On Thu, Oct 29, 2020 at 1:37 AM Ian Rogers <irogers@...gle.com> wrote:
>
> On Wed, Oct 28, 2020 at 1:56 AM Namhyung Kim <namhyung@...nel.org> wrote:
> >
> > When perf data is in a pipe, it reads each event separately using
> > read(2) syscall.  This is a huge performance bottleneck when
> > processing large data like in perf inject.  Also perf inject needs to
> > use write(2) syscall for the output.
> >
> > So convert it to use buffer I/O functions in stdio library for pipe
> > data.  This makes inject-build-id bench time drops from 20ms to 8ms.
>
> This is great!
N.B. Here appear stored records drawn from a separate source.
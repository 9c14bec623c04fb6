//! In-memory platform for unit tests.

use std::sync::atomic::{AtomicBool, AtomicUsize, Ordering};
use std::time::Duration;

use async_trait::async_trait;
use parking_lot::Mutex;
use reqwest::StatusCode;
use serde_json::{json, Value};

use crate::api::{ApiError, PlatformApi};
use crate::auth::Credentials;
use crate::models::{CurrentUser, LoginOutcome, TwoFactorMethod, WorldQuery};

pub(crate) const VALID_CODE: &str = "123456";
pub(crate) const BOT_PASSWORD: &str = "secret";
pub(crate) const KNOWN_WORLD: &str = "wrld_4cf554b4-430c-4f8f-b53e-1f294eed230b";

#[derive(Debug, Clone)]
pub(crate) enum LoginBehavior {
    Succeed,
    TwoFactor(Vec<TwoFactorMethod>),
    Fail(String),
    RateLimited,
    Panic,
}

#[derive(Debug, Clone)]
pub(crate) enum SearchBehavior {
    Results(Value),
    RateLimited,
    Status(u16, String),
}

/// Platform double that keeps its own notion of the bot session and counts
/// every call made against it.
pub(crate) struct FakePlatform {
    logged_in: AtomicBool,
    pending_two_factor: AtomicBool,
    login: Mutex<LoginBehavior>,
    search: Mutex<SearchBehavior>,
    delay: Mutex<Duration>,
    current_user_calls: AtomicUsize,
    login_calls: AtomicUsize,
    verify_calls: AtomicUsize,
    search_calls: AtomicUsize,
    world_calls: AtomicUsize,
    friends_calls: AtomicUsize,
    logout_calls: AtomicUsize,
    last_query: Mutex<Option<WorldQuery>>,
}

impl FakePlatform {
    pub(crate) fn new() -> Self {
        Self {
            logged_in: AtomicBool::new(false),
            pending_two_factor: AtomicBool::new(false),
            login: Mutex::new(LoginBehavior::Succeed),
            search: Mutex::new(SearchBehavior::Results(
                json!([{ "id": KNOWN_WORLD, "name": "The Plaza" }]),
            )),
            delay: Mutex::new(Duration::ZERO),
            current_user_calls: AtomicUsize::new(0),
            login_calls: AtomicUsize::new(0),
            verify_calls: AtomicUsize::new(0),
            search_calls: AtomicUsize::new(0),
            world_calls: AtomicUsize::new(0),
            friends_calls: AtomicUsize::new(0),
            logout_calls: AtomicUsize::new(0),
            last_query: Mutex::new(None),
        }
    }

    pub(crate) fn set_login(&self, behavior: LoginBehavior) {
        *self.login.lock() = behavior;
    }

    pub(crate) fn set_search(&self, behavior: SearchBehavior) {
        *self.search.lock() = behavior;
    }

    pub(crate) fn set_delay(&self, delay: Duration) {
        *self.delay.lock() = delay;
    }

    pub(crate) fn set_logged_in(&self, logged_in: bool) {
        self.logged_in.store(logged_in, Ordering::SeqCst);
    }

    pub(crate) fn current_user_calls(&self) -> usize {
        self.current_user_calls.load(Ordering::SeqCst)
    }

    pub(crate) fn login_calls(&self) -> usize {
        self.login_calls.load(Ordering::SeqCst)
    }

    pub(crate) fn verify_calls(&self) -> usize {
        self.verify_calls.load(Ordering::SeqCst)
    }

    pub(crate) fn search_calls(&self) -> usize {
        self.search_calls.load(Ordering::SeqCst)
    }

    pub(crate) fn world_calls(&self) -> usize {
        self.world_calls.load(Ordering::SeqCst)
    }

    pub(crate) fn logout_calls(&self) -> usize {
        self.logout_calls.load(Ordering::SeqCst)
    }

    pub(crate) fn last_query(&self) -> Option<WorldQuery> {
        self.last_query.lock().clone()
    }

    /// Every call that would have left the process.
    pub(crate) fn network_calls(&self) -> usize {
        [
            &self.current_user_calls,
            &self.login_calls,
            &self.verify_calls,
            &self.search_calls,
            &self.world_calls,
            &self.friends_calls,
            &self.logout_calls,
        ]
        .iter()
        .map(|c| c.load(Ordering::SeqCst))
        .sum()
    }

    async fn pause(&self) {
        let delay = *self.delay.lock();
        if !delay.is_zero() {
            tokio::time::sleep(delay).await;
        }
    }

    fn bot() -> CurrentUser {
        CurrentUser {
            id: "usr_c1644b5b-3ca4-45b4-97c6-a2a0de70d469".to_string(),
            display_name: "VRConnect Bot".to_string(),
            username: Some("vrconnectbot".to_string()),
        }
    }
}

#[async_trait]
impl PlatformApi for FakePlatform {
    async fn current_user(&self) -> Result<CurrentUser, ApiError> {
        self.current_user_calls.fetch_add(1, Ordering::SeqCst);
        self.pause().await;
        if self.logged_in.load(Ordering::SeqCst) {
            Ok(Self::bot())
        } else {
            Err(ApiError::Unauthorized)
        }
    }

    async fn login(&self, credentials: &Credentials) -> Result<LoginOutcome, ApiError> {
        self.login_calls.fetch_add(1, Ordering::SeqCst);
        self.pause().await;
        if credentials.password() != BOT_PASSWORD {
            return Err(ApiError::AccessDenied(
                "Invalid Username/Email or Password".to_string(),
            ));
        }
        let behavior = self.login.lock().clone();
        match behavior {
            LoginBehavior::Succeed => {
                self.logged_in.store(true, Ordering::SeqCst);
                Ok(LoginOutcome::Authenticated(Self::bot()))
            }
            LoginBehavior::TwoFactor(methods) => {
                self.pending_two_factor.store(true, Ordering::SeqCst);
                Ok(LoginOutcome::TwoFactorRequired(methods))
            }
            LoginBehavior::Fail(message) => Err(ApiError::AccessDenied(message)),
            LoginBehavior::RateLimited => Err(ApiError::RateLimited),
            LoginBehavior::Panic => panic!("scripted login panic"),
        }
    }

    async fn verify_two_factor(
        &self,
        _method: TwoFactorMethod,
        code: &str,
    ) -> Result<bool, ApiError> {
        self.verify_calls.fetch_add(1, Ordering::SeqCst);
        self.pause().await;
        if code == VALID_CODE && self.pending_two_factor.swap(false, Ordering::SeqCst) {
            self.logged_in.store(true, Ordering::SeqCst);
            Ok(true)
        } else {
            Ok(false)
        }
    }

    async fn search_worlds(&self, query: &WorldQuery) -> Result<Value, ApiError> {
        self.search_calls.fetch_add(1, Ordering::SeqCst);
        *self.last_query.lock() = Some(query.clone());
        self.pause().await;
        let behavior = self.search.lock().clone();
        match behavior {
            SearchBehavior::Results(value) => Ok(value),
            SearchBehavior::RateLimited => Err(ApiError::RateLimited),
            SearchBehavior::Status(status, body) => {
                let status = StatusCode::from_u16(status).unwrap_or(StatusCode::BAD_GATEWAY);
                Err(ApiError::from_status(status, &body))
            }
        }
    }

    async fn get_world(&self, world_id: &str) -> Result<Value, ApiError> {
        self.world_calls.fetch_add(1, Ordering::SeqCst);
        if world_id == KNOWN_WORLD {
            Ok(json!({ "id": KNOWN_WORLD, "name": "The Plaza", "capacity": 32 }))
        } else {
            Err(ApiError::NotFound(format!("World {} not found", world_id)))
        }
    }

    async fn friends(&self) -> Result<Value, ApiError> {
        self.friends_calls.fetch_add(1, Ordering::SeqCst);
        Ok(json!([{ "id": "usr_friend", "displayName": "Friend" }]))
    }

    async fn logout(&self) -> Result<(), ApiError> {
        self.logout_calls.fetch_add(1, Ordering::SeqCst);
        self.logged_in.store(false, Ordering::SeqCst);
        self.pending_two_factor.store(false, Ordering::SeqCst);
        Ok(())
    }
}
Reading the numbers below the times are reduced to
> 67.9% of their previous, this is a little less than 20ms to 8ms so
> perhaps check that number.

The numbers before this patch:

$ ./perf bench internals inject-build-id
# Running 'internals/inject-build-id' benchmark:
  Average build-id injection took: 20.594 msec (+- 0.034 msec)
  Average time per event: 2.019 usec (+- 0.003 usec)
  Average memory usage: 8319 KB (+- 0 KB)
  Average build-id-all injection took: 19.443 msec (+- 0.177 msec)
  Average time per event: 1.906 usec (+- 0.017 usec)
  Average memory usage: 7490 KB (+- 0 KB)

>
> >   $ perf bench internals inject-build-id
> >   # Running 'internals/inject-build-id' benchmark:
> >     Average build-id injection took: 8.074 msec (+- 0.013 msec)
> >     Average time per event: 0.792 usec (+- 0.001 usec)
> >     Average memory usage: 8328 KB (+- 0 KB)
> >     Average build-id-all injection took: 5.490 msec (+- 0.008 msec)
> >     Average time per event: 0.538 usec (+- 0.001 usec)
> >     Average memory usage: 7563 KB (+- 0 KB)
> >
> > This patch enables it just for perf inject when used with pipe (it's a
> > default behavior).  Maybe we could do it for perf record and/or report
> > later..
>
> For perf record there is also the async IO used for writing. I like
> that this patch is adding the reading to perf_data. Should the async
> IO code live in perf_data rather than record? Should async IO be used
> for reading in that case? What would be the policy of using stdio,
> not-stdio and async IO?

I'm not sure but using async IO for read is meaningless since we cannot
do anything without the data.  The reason I added this was that the pipe
mode does so many small I/O with syscalls.  But perf record will mostly
do large I/O so I don't expect big speedup for that.